We have described our experience of two cases in which patients exhibited MTS-like symptoms, such as tachycardia, hypotension, and facial flushes, after thoracotomy, and the symptoms completely disappeared after the administration of flurbiprofen-axetil, a COX inhibitor [1].
It has been reported that the incidence of MTS among patients that undergo surgery for abdominal aortic aneurysms or laparotomic surgery ranges from about 30% to 85% [2,3]. MTS is induced by intraperitoneal manipulation, resulting in facial flushes, tachycardia, and hypotension, and it was once considered to be difficult to control) [1]. However, as the cause of MTS was shown to be the release of prostacyclin (PGI2) induced by traction of the small intestine and mesentery [3,4], COX inhibitors, such as flurbiprofen axetil, have been recognized as an effective treatment for MTS. The detailed mechanism by which MTS is induced has now been demonstrated to be as follows: shear stress on the endothelial cells of mesenteric blood vessels caused by traction activates COX and consequently increases PGI2 production, which in turn induces vasodilatation throughout the whole body [1,3,4-6]. Therefore, it seems reasonable that MTS can be induced by both abdominal and thoracic surgery [7-10]. Actually, Matsumoto et al. [5] reported that traction of the lung stimulated the production and release of PGI2, which resulted in facial flushes, palmar erythema, and reductions in ABP. In addition, recent studies have revealed that MTS has become more common since the introduction of remifentanil.
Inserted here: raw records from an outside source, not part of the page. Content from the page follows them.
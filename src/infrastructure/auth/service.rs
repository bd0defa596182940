//! Authentication service: login, signup and token refresh

use std::sync::Arc;

use tracing::{debug, info, warn};

use crate::domain::auth::{
    AuthError, RefreshedToken, SignupAck, TokenKind, TokenPair, ACCESS_TOKEN_TTL,
    REFRESH_TOKEN_TTL,
};
use crate::domain::user::{normalize_username, validate_password, User, UserId, UserRepository};
use crate::domain::DomainError;
use crate::infrastructure::user::PasswordHasher;

use super::jwt::TokenIssuer;

/// Stateless orchestration of credential checks and token issuance
///
/// Every call is independent; all shared mutable state lives behind the
/// repository.
#[derive(Debug)]
pub struct AuthenticationService<R: UserRepository, H: PasswordHasher, T: TokenIssuer> {
    repository: Arc<R>,
    hasher: Arc<H>,
    issuer: Arc<T>,
}

impl<R: UserRepository, H: PasswordHasher, T: TokenIssuer> AuthenticationService<R, H, T> {
    /// Create a new authentication service
    pub fn new(repository: Arc<R>, hasher: Arc<H>, issuer: Arc<T>) -> Self {
        Self {
            repository,
            hasher,
            issuer,
        }
    }

    /// Exchange an email/password pair for an access and refresh token
    ///
    /// An unknown email and a wrong password fail with the same error.
    pub async fn login(&self, email: &str, password: &str) -> Result<TokenPair, AuthError> {
        let user = match self.repository.get_by_email(email).await {
            Ok(Some(user)) => user,
            Ok(None) => {
                debug!("Login rejected: no matching account");
                return Err(AuthError::EmailNotRegistered);
            }
            Err(e) => {
                warn!(error = %e, "User lookup failed during login");
                return Err(AuthError::EmailNotRegistered);
            }
        };

        if user.is_sentinel() {
            warn!("User lookup returned an unassigned record");
            return Err(AuthError::InvalidCredentials);
        }

        match self.hasher.verify(user.password_hash(), password) {
            Ok(true) => {}
            Ok(false) => {
                debug!(user_id = %user.id(), "Login rejected: password mismatch");
                return Err(AuthError::EmailNotRegistered);
            }
            Err(e) => {
                warn!(user_id = %user.id(), error = %e, "Password verification failed");
                return Err(AuthError::EmailNotRegistered);
            }
        }

        let access_token = self.sign(&user, TokenKind::Access, ACCESS_TOKEN_TTL)?;
        let refresh_token = self.sign(&user, TokenKind::Refresh, REFRESH_TOKEN_TTL)?;

        info!(user_id = %user.id(), "User logged in");

        Ok(TokenPair {
            access_token,
            refresh_token,
        })
    }

    /// Register a new user
    ///
    /// No tokens are issued; the caller logs in afterwards.
    pub async fn signup(
        &self,
        email: &str,
        username: &str,
        password: &str,
    ) -> Result<SignupAck, AuthError> {
        validate_password(password).map_err(|_| AuthError::PasswordLenExceeded)?;
        let username = normalize_username(username);

        if self
            .repository
            .exists_email(email)
            .await
            .map_err(persistence_failure)?
        {
            return Err(AuthError::EmailAlreadyRegistered);
        }

        if self
            .repository
            .exists_username(&username)
            .await
            .map_err(persistence_failure)?
        {
            return Err(AuthError::UsernameAlreadyRegistered);
        }

        let password_hash = self.hasher.hash(password).map_err(|e| {
            warn!(error = %e, "Password hashing failed");
            AuthError::FailedToHashPassword
        })?;

        let user = User::new(email, username, password_hash);

        let saved = self
            .repository
            .save(user)
            .await
            .map_err(persistence_failure)?;

        info!(user_id = %saved.id(), "User signed up");

        Ok(SignupAck::created())
    }

    /// Mint a fresh access token for a user whose refresh token was already validated
    ///
    /// The new token is an access token and cannot itself be used to refresh.
    pub fn refresh_token(&self, user: &User) -> Result<RefreshedToken, AuthError> {
        let access_token = self.sign(user, TokenKind::Access, ACCESS_TOKEN_TTL)?;

        debug!(user_id = %user.id(), "Access token refreshed");

        Ok(RefreshedToken { access_token })
    }

    /// Look up a user by ID (for bearer-token authentication)
    pub async fn user_by_id(&self, id: &UserId) -> Result<Option<User>, DomainError> {
        self.repository.get_by_id(id).await
    }

    fn sign(
        &self,
        user: &User,
        kind: TokenKind,
        ttl: chrono::Duration,
    ) -> Result<String, AuthError> {
        self.issuer
            .issue(&user.id(), user.username(), kind, ttl)
            .map_err(|e| {
                warn!(user_id = %user.id(), error = %e, "Token signing failed");
                AuthError::FailedAccessTokenGen
            })
    }
}

fn persistence_failure(e: DomainError) -> AuthError {
    warn!(error = %e, "User repository failure during signup");
    AuthError::SaveFailed
}
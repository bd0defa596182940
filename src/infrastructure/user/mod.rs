//! User infrastructure module
//!
//! This module provides the Argon2 password hasher and the in-memory and
//! PostgreSQL implementations of the user repository port.

mod password;
mod postgres_repository;
mod repository;

pub use password::{Argon2Hasher, PasswordHasher, PasswordHashingConfig};
pub use postgres_repository::PostgresUserRepository;
pub use repository::InMemoryUserRepository;

#[cfg(test)]
pub use password::MockPasswordHasher;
Nomura et al. investigated the effect of remifentanil on the incidence of MTS in patients that were subjected to general anesthesia and found that the incidence of MTS was 10% in the procedures in which remifentanil was not used and 40% in those in which remifentanil was used [7]. Interestingly, Unlugenc et al. reported that remifentanil itself induced PGI2 production and caused vasodilation in vitro [8].
We experienced two cases in which patients exhibited MTS-like symptoms during lung operations, which were completely suppressed by the administration of flurbiprofen axetil, a COX inhibitor. Anesthesiologists should be aware that MTS can be caused by thoracic manipulation.